I won't even bother addressing the majority of the article, except to say that the reason for my unbelief, and the unbelief of many others I know, has nothing to do with anything Elder Claudio D. Zivic assumes must be the cause. As with everything I believe or disbelieve in life, for me it comes down to evidence. Extraordinary claims require extraordinary evidence, and in my view, the evidence for the LDS church's extraordinary claims is woefully insufficient. The only way I could hold a literal belief in the LDS church would be for me to decide ahead of time that I would believe, and then twist and interpret the evidence to fit the belief. I did that for long enough to know that I can't do it forever. Plenty of people are able to do it, but I am not one of them.
What concerns me more is the paragraph in which Elder Zivic casually dismisses the possibility that the LDS church is in error. In fact, he goes even further, dismissing the possibility that the LDS church could ever be fundamentally in error. He says,
We need not be concerned about the possibility of another apostasy of the Church of Jesus Christ. We have the privilege of living in the dispensation of the fulness of times. This gospel dispensation, which began with the Prophet Joseph Smith, is the last one before the Second Coming of the Savior.
First, people have been saying this kind of thing about the end of the world for millennia. Christians have been saying it ever since Jesus was said to have preached that the kingdom of God was near at hand, and that many within the sound of his voice would not taste of death before they saw the Son of Man coming in his glory. Seriously, the second coming has been "any day now" for two thousand years. Joseph Smith, Sr., the first patriarch of the LDS church, gave many, many blessings during the 1830s and 1840s, in which he claimed that the receivers of the blessings would live to see the Second Coming. Shouldn't we start to suspect that maybe "imminent" doesn't mean what we think it means?
Second, and more importantly: "We need not be concerned." The prophet will never lead us astray. Never mind that the prophet led us into polygamy. Never mind that the prophet implemented institutional racism for 130 years. Never mind that the prophet is still implementing institutional sexism. Never mind that the prophet made up a "Egyptian alphabet and grammar" that bears no resemblance to actual Egyptian, and used it to translate a history of Abraham from papyri that have nothing to do with Abraham. Never mind that... never mind that... oh, never mind anything that's not in the Sunday school manual. Anyway, thou shalt not criticize the prophet, and don't worry yourself about any of these "apostate" ideas. We need not be concerned.
It frightens me whenever anyone uses the words "we need not be concerned", especially in reference to religious belief. Advising others to abdicate their responsibility to think critically about their beliefs, and advising them to follow their leaders without question, is extremely dangerous. It's not the kind of advice that would be considered valuable in any arena except religion. "We need not be concerned" leads to tragedies like the Peoples Temple suicide, the September 11 martyrs, and to take a Mormon example, the Mountain Meadows Massacre. This is not melodrama for its own sake; this is what happens when you think you have God on your side, and are not concerned about the possibility of being wrong.
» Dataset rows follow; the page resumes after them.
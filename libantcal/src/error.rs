use std::path::PathBuf;
use thiserror::Error;

#[derive(Debug, Error)]
pub enum TIDError {
    #[error("Could not parse TID from {0}; expected format tttttttt-llllllll-ff")]
    BadFormat(String),
    #[error("TID failed to parse an integer: {0}")]
    ParsingError(#[from] std::num::ParseIntError),
}

#[derive(Debug, Error)]
pub enum IntervalError {
    #[error("Insane interval with start {0} after stop {1}")]
    Insane(String, String),
    #[error("Interval failed to parse an integer: {0}")]
    ParsingError(#[from] std::num::ParseIntError),
}

#[derive(Debug, Error)]
pub enum LayoutError {
    #[error("OnDiskLayout failed due to IO error: {0}")]
    IOError(#[from] std::io::Error),
    #[error("OnDiskLayout found a range folder with a bad name: {0}")]
    BadRangeFolder(String),
    #[error("OnDiskLayout failed to parse a TID: {0}")]
    BadTID(#[from] TIDError),
    #[error("OnDiskLayout found a bad range: {0}")]
    BadRange(#[from] IntervalError),
}

#[derive(Debug, Error)]
pub enum DataBaseError {
    #[error("DataBase failed due to IO error: {0}")]
    IOError(#[from] std::io::Error),
    #[error("DataBase failed due to OnDiskLayout error: {0}")]
    LayoutError(#[from] LayoutError),
    #[error("DataBase was given an insane range: {0}")]
    InsaneRange(#[from] IntervalError),
    #[error("DataBase was given an invalid calibration ID '{0}'")]
    InvalidCalibrationID(String),
    #[error("DataBase found corrupt data in file {0:?}: {1}")]
    CorruptData(PathBuf, serde_yaml::Error),
    #[error("DataBase found data of calibration ID '{0}' where '{1}' was expected")]
    MismatchedID(String, String),
    #[error("DataBase could not find the data file {0:?} of a listed range")]
    MissingData(PathBuf),
    #[error("DataBase cannot write to path {0:?} as it has no parent folder")]
    BadPath(PathBuf),
    #[error("DataBase failed to convert to yaml: {0}")]
    ParsingError(#[from] serde_yaml::Error),
    #[error("Invalid add mode '{0}'; expected one of strict, rightopen, default")]
    BadAddMode(String),
    #[error("DataBase cannot store MC data of '{0}' as a range, MC data is time independent and must be added as default")]
    RangedMC(String),
}

#[derive(Debug, Error)]
pub enum DataManagerError {
    #[error("DataManager failed due to DataBase error: {0}")]
    DataBaseError(#[from] DataBaseError),
}

#[derive(Debug, Error)]
pub enum DumpError {
    #[error("Dump failed due to DataBase error: {0}")]
    DataBaseError(#[from] DataBaseError),
    #[error("Dump failed because calibration ID '{0}' does not exist")]
    UnknownCalibrationID(String),
    #[error("Dump failed because calibration ID '{0}' has no data of the requested kind")]
    NoData(String),
    #[error("Dump failed to write output: {0}")]
    IOError(#[from] std::io::Error),
}

#[derive(Debug, Error)]
pub enum ConfigError {
    #[error("Failed to load configuration as file {0:?} does not exist")]
    BadFilePath(PathBuf),
    #[error("Config failed due to IO error: {0}")]
    IOError(#[from] std::io::Error),
    #[error("Config failed to parse YAML: {0}")]
    ParsingError(#[from] serde_yaml::Error),
}

#[derive(Debug, Error)]
pub enum FitterError {
    #[error("Fitter has no constraints")]
    NoConstraints,
    #[error("Fitter variable '{0}' was added twice")]
    DuplicateVariable(String),
    #[error("Fitter constraint '{0}' was added twice")]
    DuplicateConstraint(String),
    #[error("Fitter constraint '{0}' uses unknown variable '{1}'")]
    UnknownVariable(String, String),
    #[error("Fitter variable '{0}' was given {1} values but has {2} components")]
    SizeMismatch(String, usize, usize),
    #[error("Fitter constraint '{0}' evaluated to {1} values, expected {2}")]
    ConstraintSizeMismatch(String, usize, usize),
    #[error("Fitter has {0} unmeasured components but only {1} constraint equations")]
    Underdetermined(usize, usize),
    #[error("Fitter was given {0} photons, expected {1}")]
    PhotonCountMismatch(usize, usize),
    #[error("Fitter was given a {0} where a {1} was expected")]
    WrongParticleType(String, String),
    #[error("Fitter was asked to fit before any event was prepared")]
    NotPrepared,
}

#[derive(Debug, Error)]
pub enum TreeFitterError {
    #[error("TreeFitter failed due to fitter error: {0}")]
    FitterError(#[from] FitterError),
    #[error("TreeFitter decay tree has a {0} leaf; only photons and at most one proton are allowed")]
    BadLeaf(String),
    #[error("TreeFitter decay tree has more than one proton leaf")]
    TooManyProtons,
    #[error("TreeFitter decay tree has a photon with daughters")]
    PhotonWithDaughters,
    #[error("TreeFitter decay tree has no photon leaves")]
    NoPhotons,
}
impl ConstraintFitter {
    pub fn new(name: &str, settings: FitSettings) -> Self {
        Self {
            name: name.to_string(),
            settings,
            variables: Vec::new(),
            index: FxHashMap::default(),
            constraints: Vec::new(),
        }
    }

    pub fn name(&self) -> &str {
        &self.name
    }

    pub fn settings(&self) -> &FitSettings {
        &self.settings
    }

    pub fn set_settings(&mut self, settings: FitSettings) {
        self.settings = settings;
    }

    pub fn variable_names(&self) -> Vec<&str> {
        self.variables.iter().map(|v| v.name.as_str()).collect()
    }

    pub fn add_variable(&mut self, name: &str, values: Vec<f64>, sigmas: Vec<Sigma>) -> Result<(), FitterError> {
        if self.index.contains_key(name) {
            return Err(FitterError::DuplicateVariable(name.to_string()));
        }
        if values.len() != sigmas.len() {
            return Err(FitterError::SizeMismatch(name.to_string(), sigmas.len(), values.len()));
        }
        self.index.insert(name.to_string(), self.variables.len());
        self.variables.push(Variable {
            name: name.to_string(),
            limits: vec![None; values.len()],
            before: values,
            sigmas,
        });
        Ok(())
    }

    /// Restrict the components of a variable to their physical ranges
    pub fn set_limits(&mut self, name: &str, limits: &[Limit]) -> Result<(), FitterError> {
        let index = *self
            .index
            .get(name)
            .ok_or_else(|| FitterError::UnknownVariable(String::from("-"), name.to_string()))?;
        let variable = &mut self.variables[index];
        if limits.len() != variable.limits.len() {
            return Err(FitterError::SizeMismatch(name.to_string(), limits.len(), variable.limits.len()));
        }
        variable.limits.copy_from_slice(limits);
        Ok(())
    }

    /// Set the values and sigmas of an existing variable, for example for the next event
    pub fn set_variable(&mut self, name: &str, values: &[f64], sigmas: &[Sigma]) -> Result<(), FitterError> {
        let index = *self
            .index
            .get(name)
            .ok_or_else(|| FitterError::UnknownVariable(String::from("-"), name.to_string()))?;
        let variable = &mut self.variables[index];
        if values.len() != variable.before.len() {
            return Err(FitterError::SizeMismatch(name.to_string(), values.len(), variable.before.len()));
        }
        if sigmas.len() != variable.sigmas.len() {
            return Err(FitterError::SizeMismatch(name.to_string(), sigmas.len(), variable.sigmas.len()));
        }
        variable.before.copy_from_slice(values);
        variable.sigmas.copy_from_slice(sigmas);
        Ok(())
    }

    pub fn get_values(&self, name: &str) -> Option<&[f64]> {
        self.index
            .get(name)
            .map(|i| self.variables[*i].before.as_slice())
    }

    pub fn add_constraint<F>(&mut self, name: &str, variable_names: &[&str], func: F) -> Result<(), FitterError>
    where
        F: Fn(&[&[f64]]) -> Vec<f64> + 'static,
    {
        if self.constraints.iter().any(|c| c.name == name) {
            return Err(FitterError::DuplicateConstraint(name.to_string()));
        }
        let mut variables = Vec::with_capacity(variable_names.len());
        for variable in variable_names.iter() {
            let index = self
                .index
                .get(*variable)
                .ok_or_else(|| FitterError::UnknownVariable(name.to_string(), variable.to_string()))?;
            variables.push(*index);
        }
        self.constraints.push(Constraint {
            name: name.to_string(),
            variables,
            func: Box::new(func),
        });
        Ok(())
    }

    /// Run the fit on the current values. Numerical failures are reported in the status of the
    /// result, structural problems of the setup are errors.
    pub fn fit(&self) -> Result<FitResult, FitterError> {
        if self.constraints.is_empty() {
            return Err(FitterError::NoConstraints);
        }

        let x0: Vec<f64> = self
            .variables
            .iter()
            .flat_map(|v| v.before.iter().copied())
            .collect();
        let mut n_function_calls = 0;

        // the size of each constraint is known after the first evaluation
        let mut n_equations = Vec::with_capacity(self.constraints.len());
        for constraint in self.constraints.iter() {
            n_equations.push(self.evaluate_one(constraint, &self.offsets(), &x0).len());
        }
        n_function_calls += 1;

        let layout = self.make_layout(n_equations);
        let n_constraints: usize = layout.n_equations.iter().sum();
        if layout.unmeasured.len() > n_constraints {
            return Err(FitterError::Underdetermined(layout.unmeasured.len(), n_constraints));
        }
        let ndof = n_constraints - layout.unmeasured.len();

        let v = DVector::from_iterator(
            layout.measured.len(),
            layout.measured.iter().map(|i| layout.sigmas[*i].powi(2)),
        );
        let x0_m = DVector::from_iterator(layout.measured.len(), layout.measured.iter().map(|i| x0[*i]));

        let limits: Vec<Limit> = self
            .variables
            .iter()
            .flat_map(|v| v.limits.iter().copied())
            .collect();

        let mut x = x0.clone();
        let mut chi2_prev = 0.0;
        let mut chi_square = 0.0;
        let mut status = FitStatus::NotConverged;
        let mut n_iterations = 0;

        for iteration in 1..=self.settings.max_iterations {
            n_iterations = iteration;
            if !within_limits(&limits, &x) {
                status = FitStatus::UnphysicalValues;
                break;
            }
            let f = self.evaluate(&layout, &x)?;
            n_function_calls += 1;
            if f.iter().any(|value| !value.is_finite()) {
                status = FitStatus::UnphysicalValues;
                break;
            }

            chi_square = compute_chi_square(&layout, &x0, &x);
            let max_f = f.iter().fold(0.0_f64, |acc, value| acc.max(value.abs()));
            if max_f < self.settings.constraint_accuracy
                && (chi_square - chi2_prev).abs() < self.settings.chi2_accuracy
            {
                status = FitStatus::Success;
                break;
            }
            chi2_prev = chi_square;

            let (d_m, e_u) = self.jacobians(&layout, &x, &mut n_function_calls)?;
            let x_m = DVector::from_iterator(layout.measured.len(), layout.measured.iter().map(|i| x[*i]));
            let d = &f + &d_m * (&x0_m - &x_m);
            let vd_t = DMatrix::from_diagonal(&v) * d_m.transpose();
            let s = &d_m * &vd_t;
            let s_inv = match s.try_inverse() {
                Some(inv) => inv,
                None => {
                    status = FitStatus::SingularMatrix;
                    break;
                }
            };

            let mut rhs = d.clone();
            if !layout.unmeasured.is_empty() {
                let es = e_u.transpose() * &s_inv;
                let a_inv = match (&es * &e_u).try_inverse() {
                    Some(inv) => inv,
                    None => {
                        status = FitStatus::SingularMatrix;
                        break;
                    }
                };
                let du = -(a_inv * (&es * &d));
                for (k, i) in layout.unmeasured.iter().enumerate() {
                    x[*i] += du[k];
                }
                rhs += &e_u * du;
            }
            let lambda = &s_inv * rhs;
            let x_new = &x0_m - &vd_t * lambda;
            for (k, i) in layout.measured.iter().enumerate() {
                x[*i] = x_new[k];
            }
        }

        let sigmas_after = if status == FitStatus::Success {
            match self.covariance_after(&layout, &x, &v, &mut n_function_calls)? {
                Some(sigmas) => sigmas,
                None => {
                    status = FitStatus::SingularMatrix;
                    vec![0.0; x.len()]
                }
            }
        } else {
            vec![0.0; x.len()]
        };

        let probability = if status != FitStatus::Success {
            0.0
        } else if ndof == 0 {
            1.0
        } else {
            ChiSquared::new(ndof as f64)
                .map(|dist| dist.sf(chi_square))
                .unwrap_or(0.0)
        };

        spdlog::debug!(
            "Fit {} finished with {:?} after {} iterations, chi2={} ndof={}",
            self.name,
            status,
            n_iterations,
            chi_square,
            ndof
        );

        Ok(FitResult {
            status,
            chi_square,
            ndof,
            probability,
            n_iterations,
            n_function_calls,
            variables: self.collect_results(&layout, &x, &sigmas_after),
        })
    }

    fn offsets(&self) -> Vec<usize> {
        let mut offsets = Vec::with_capacity(self.variables.len());
        let mut offset = 0;
        for variable in self.variables.iter() {
            offsets.push(offset);
            offset += variable.before.len();
        }
        offsets
    }

    fn make_layout(&self, n_equations: Vec<usize>) -> Layout {
        let mut measured = Vec::new();
        let mut unmeasured = Vec::new();
        let mut sigmas = Vec::new();
        for sigma in self.variables.iter().flat_map(|v| v.sigmas.iter()) {
            let i = sigmas.len();
            match sigma.normalized() {
                Sigma::Measured(s) => {
                    measured.push(i);
                    sigmas.push(s);
                }
                Sigma::Unmeasured => {
                    unmeasured.push(i);
                    sigmas.push(0.0);
                }
                Sigma::Fixed => sigmas.push(0.0),
            }
        }
        Layout {
            offsets: self.offsets(),
            measured,
            unmeasured,
            sigmas,
            n_equations,
        }
    }

    fn evaluate_one(&self, constraint: &Constraint, offsets: &[usize], x: &[f64]) -> Vec<f64> {
        let args: Vec<&[f64]> = constraint
            .variables
            .iter()
            .map(|v| {
                let start = offsets[*v];
                &x[start..start + self.variables[*v].before.len()]
            })
            .collect();
        (constraint.func)(&args)
    }

    /// Evaluate all constraints into one vector
    fn evaluate(&self, layout: &Layout, x: &[f64]) -> Result<DVector<f64>, FitterError> {
        let mut values = Vec::with_capacity(layout.n_equations.iter().sum());
        for (constraint, expected) in self.constraints.iter().zip(layout.n_equations.iter()) {
            let result = self.evaluate_one(constraint, &layout.offsets, x);
            if result.len() != *expected {
                return Err(FitterError::ConstraintSizeMismatch(
                    constraint.name.clone(),
                    result.len(),
                    *expected,
                ));
            }
            values.extend(result);
        }
        Ok(DVector::from_vec(values))
    }

    /// Jacobians with respect to the measured and the unmeasured components, by central differences
    fn jacobians(
        &self,
        layout: &Layout,
        x: &[f64],
        n_function_calls: &mut usize,
    ) -> Result<(DMatrix<f64>, DMatrix<f64>), FitterError> {
        let n_rows: usize = layout.n_equations.iter().sum();
        let mut d_m = DMatrix::zeros(n_rows, layout.measured.len());
        let mut e_u = DMatrix::zeros(n_rows, layout.unmeasured.len());
        let mut shifted = x.to_vec();

        for (columns, indices, is_measured) in [
            (&mut d_m, &layout.measured, true),
            (&mut e_u, &layout.unmeasured, false),
        ] {
            for (k, i) in indices.iter().enumerate() {
                let h = if is_measured {
                    1e-3 * layout.sigmas[*i]
                } else {
                    1e-6 * x[*i].abs().max(1.0)
                };
                shifted[*i] = x[*i] + h;
                let up = self.evaluate(layout, &shifted)?;
                shifted[*i] = x[*i] - h;
                let down = self.evaluate(layout, &shifted)?;
                shifted[*i] = x[*i];
                *n_function_calls += 2;
                columns.set_column(k, &((up - down) / (2.0 * h)));
            }
        }
        Ok((d_m, e_u))
    }

    /// Sigmas of all components after the fit, from the fitted covariance
    ///
    /// ```text
    /// V' = V - V D^T S^-1 D V + V D^T S^-1 E A^-1 E^T S^-1 D V,   A = E^T S^-1 E
    /// ```
    fn covariance_after(
        &self,
        layout: &Layout,
        x: &[f64],
        v: &DVector<f64>,
        n_function_calls: &mut usize,
    ) -> Result<Option<Vec<f64>>, FitterError> {
        let mut sigmas = vec![0.0; x.len()];
        let (d_m, e_u) = self.jacobians(layout, x, n_function_calls)?;
        let v_mat = DMatrix::from_diagonal(v);
        let vd_t = &v_mat * d_m.transpose();
        let s_inv = match (&d_m * &vd_t).try_inverse() {
            Some(inv) => inv,
            None => return Ok(None),
        };
        let mut v_after = &v_mat - &vd_t * &s_inv * vd_t.transpose();

        if !layout.unmeasured.is_empty() {
            let es = e_u.transpose() * &s_inv;
            let a_inv = match (&es * &e_u).try_inverse() {
                Some(inv) => inv,
                None => return Ok(None),
            };
            let b = &vd_t * es.transpose();
            v_after += &b * &a_inv * b.transpose();
            for (k, i) in layout.unmeasured.iter().enumerate() {
                sigmas[*i] = a_inv[(k, k)].max(0.0).sqrt();
            }
        }
        for (k, i) in layout.measured.iter().enumerate() {
            sigmas[*i] = v_after[(k, k)].max(0.0).sqrt();
        }
        Ok(Some(sigmas))
    }

    fn collect_results(&self, layout: &Layout, x: &[f64], sigmas_after: &[f64]) -> BTreeMap<String, VariableResult> {
        let mut results = BTreeMap::new();
        for (variable, offset) in self.variables.iter().zip(layout.offsets.iter()) {
            let n = variable.before.len();
            let after = x[*offset..*offset + n].to_vec();
            let sigmas_before: Vec<f64> = (0..n).map(|k| layout.sigmas[offset + k]).collect();
            let sigmas_after = sigmas_after[*offset..*offset + n].to_vec();
            let pulls = (0..n)
                .map(|k| {
                    let denominator = sigmas_before[k].powi(2) - sigmas_after[k].powi(2);
                    if denominator > 0.0 && layout.measured.contains(&(offset + k)) {
                        (variable.before[k] - after[k]) / denominator.sqrt()
                    } else {
                        0.0
                    }
                })
                .collect();
            results.insert(
                variable.name.clone(),
                VariableResult {
                    before: variable.before.clone(),
                    after,
                    sigmas_before,
                    sigmas_after,
                    pulls,
                },
            );
        }
        results
    }
}
#[cfg(test)]
mod tests {
    use super::*;
    use crate::constants::MASS_PI0;
    use crate::constraint_fitter::FitStatus;
    use crate::kin_fitter::tests::make_event;
    use crate::lorentz_vec::vec_r_theta_phi;
    use crate::uncertainty_model::SimpleModel;
    use approx::assert_relative_eq;
    use ParticleType::*;

    fn two_pi0_tree() -> ParticleTypeTree {
        let mut tree = ParticleTypeTree::new(BeamTarget);
        tree.add_daughter(0, Proton);
        tree.add_decay(0, Pi0, &[Photon, Photon]);
        tree.add_decay(0, Pi0, &[Photon, Photon]);
        tree
    }

    /// The two photons of a Pi0 with momentum p in direction (theta, phi), decaying along the
    /// rest frame axis (decay_theta, decay_phi)
    fn pi0_decay(p: f64, theta: f64, phi: f64, decay_theta: f64, decay_phi: f64) -> [LorentzVec; 2] {
        let pi0 = LorentzVec::from_e_p_theta_phi((p * p + MASS_PI0 * MASS_PI0).sqrt(), p, theta, phi);
        let axis = vec_r_theta_phi(MASS_PI0 / 2.0, decay_theta, decay_phi);
        let beta = pi0.boost_vector();
        [
            LorentzVec { p: axis, e: MASS_PI0 / 2.0 }.boost(&beta),
            LorentzVec { p: -axis, e: MASS_PI0 / 2.0 }.boost(&beta),
        ]
    }

    fn two_pi0_event() -> (f64, Particle, Vec<Particle>) {
        let [g1, g2] = pi0_decay(300.0, 0.9, 0.4, 1.3, 2.0);
        let [g3, g4] = pi0_decay(250.0, 1.6, -2.0, 0.7, -0.5);
        let photons = vec![g1, g2, g3, g4];
        let (beam, proton) = make_event(&photons);
        (
            beam,
            Particle::from_lorentz_vec(Proton, &proton),
            photons.iter().map(|p| Particle::from_lorentz_vec(Photon, p)).collect(),
        )
    }

    fn make_fitter() -> TreeFitter {
        TreeFitter::new(
            "2pi0",
            &two_pi0_tree(),
            Box::new(SimpleModel::default()),
            false,
            |_| NodeSetup::default(),
            FitSettings::default(),
        )
        .unwrap()
    }

    #[test]
    fn test_permutations_exhaust() {
        let mut fitter = make_fitter();
        // half of the 6 orderings left after the photon swaps inside each Pi0
        assert_eq!(fitter.permutation_count(), 3);
        assert!(matches!(
            fitter.next_fit(),
            Err(TreeFitterError::FitterError(FitterError::NotPrepared))
        ));

        let (beam, proton, photons) = two_pi0_event();
        fitter.prepare_fits(beam, &proton, &photons).unwrap();
        assert_eq!(fitter.queued_iterations(), 3);

        let first = fitter.next_fit().unwrap().unwrap();
        assert_eq!(fitter.current_permutation(), Some(&[0, 1, 2, 3][..]));
        assert_eq!(first.status, FitStatus::Success);
        assert_relative_eq!(first.chi_square, 0.0, epsilon = 1e-6);
        // 4 energy-momentum + 2 invariant mass constraints, unmeasured proton energy
        assert_eq!(first.ndof, 5);

        let sums = fitter.fitted_node_sums().unwrap();
        for pi0 in sums.of_type(Pi0) {
            assert_relative_eq!(pi0.m(), MASS_PI0, epsilon = 1e-4);
        }

        assert!(fitter.next_fit().unwrap().is_some());
        assert!(fitter.next_fit().unwrap().is_some());
        assert!(fitter.next_fit().unwrap().is_none());
        assert_eq!(fitter.queued_iterations(), 0);
    }

    #[test]
    fn test_iteration_filter() {
        let mut fitter = make_fitter();
        fitter.set_iteration_filter(
            Box::new(|sums: &NodeSums| {
                sums.of_type(Pi0)
                    .iter()
                    .map(|pi0| (pi0.m() - MASS_PI0).abs())
                    .sum::<f64>()
                    + 1.0
            }),
            1,
        );
        let (beam, proton, photons) = two_pi0_event();
        fitter.prepare_fits(beam, &proton, &photons).unwrap();
        assert_eq!(fitter.queued_iterations(), 1);
        let result = fitter.next_fit().unwrap().unwrap();
        assert_eq!(result.status, FitStatus::Success);
        assert_eq!(fitter.current_permutation(), Some(&[0, 1, 2, 3][..]));

        // a filter rating everything 0 drops all iterations
        fitter.set_iteration_filter(Box::new(|_: &NodeSums| 0.0), 0);
        fitter.prepare_fits(beam, &proton, &photons).unwrap();
        assert_eq!(fitter.queued_iterations(), 0);
        assert!(fitter.next_fit().unwrap().is_none());
    }

    #[test]
    fn test_excluded_nodes() {
        let mut fitter = TreeFitter::new(
            "2pi0_free",
            &two_pi0_tree(),
            Box::new(SimpleModel::default()),
            false,
            |_| NodeSetup {
                excluded: true,
                ..Default::default()
            },
            FitSettings::default(),
        )
        .unwrap();
        let (beam, proton, photons) = two_pi0_event();
        fitter.prepare_fits(beam, &proton, &photons).unwrap();
        let result = fitter.next_fit().unwrap().unwrap();
        assert_eq!(result.ndof, 3);
    }

    #[test]
    fn test_bad_trees() {
        let build = |tree: &ParticleTypeTree| {
            TreeFitter::new(
                "bad",
                tree,
                Box::new(SimpleModel::default()),
                false,
                |_| NodeSetup::default(),
                FitSettings::default(),
            )
        };

        let mut leaf_pi0 = ParticleTypeTree::new(BeamTarget);
        leaf_pi0.add_daughter(0, Pi0);
        leaf_pi0.add_daughter(0, Photon);
        assert!(matches!(build(&leaf_pi0), Err(TreeFitterError::BadLeaf(_))));

        let mut photon_parent = ParticleTypeTree::new(BeamTarget);
        photon_parent.add_decay(0, Photon, &[Photon, Photon]);
        assert!(matches!(build(&photon_parent), Err(TreeFitterError::PhotonWithDaughters)));

        let mut two_protons = ParticleTypeTree::new(BeamTarget);
        two_protons.add_daughter(0, Proton);
        two_protons.add_daughter(0, Proton);
        two_protons.add_decay(0, Pi0, &[Photon, Photon]);
        assert!(matches!(build(&two_protons), Err(TreeFitterError::TooManyProtons)));

        let mut no_photons = ParticleTypeTree::new(BeamTarget);
        no_photons.add_daughter(0, Proton);
        assert!(matches!(build(&no_photons), Err(TreeFitterError::NoPhotons)));
    }
}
I much prefer the words of my favorite LDS prophet (if I have to pick one), Joseph Smith, Jr. He said,
We have heard men who hold the priesthood remark that they would do anything they were told to do by those who presided over them, if they knew it was wrong; but such obedience as this is worse than folly to us; it is slavery in the extreme; and the man who would thus willingly degrade himself, should not claim a rank among intelligent beings, until he turns from his folly. A man of God . . . would despise the idea.
Others, in the extreme exercise of their Almighty authority have taught that such obedience was necessary, and that no matter what the saints were told to do by their presidents, they should do it without asking any questions. When the elders of Israel will so far indulge in these extreme notions of obedience as to teach them to the people, it is generally because they have it in their hearts to do wrong themselves.
Need we be concerned about the possibility of being led astray? Despite the assurances of Elder Claudio D. Zivic, there is, indeed, cause for concern.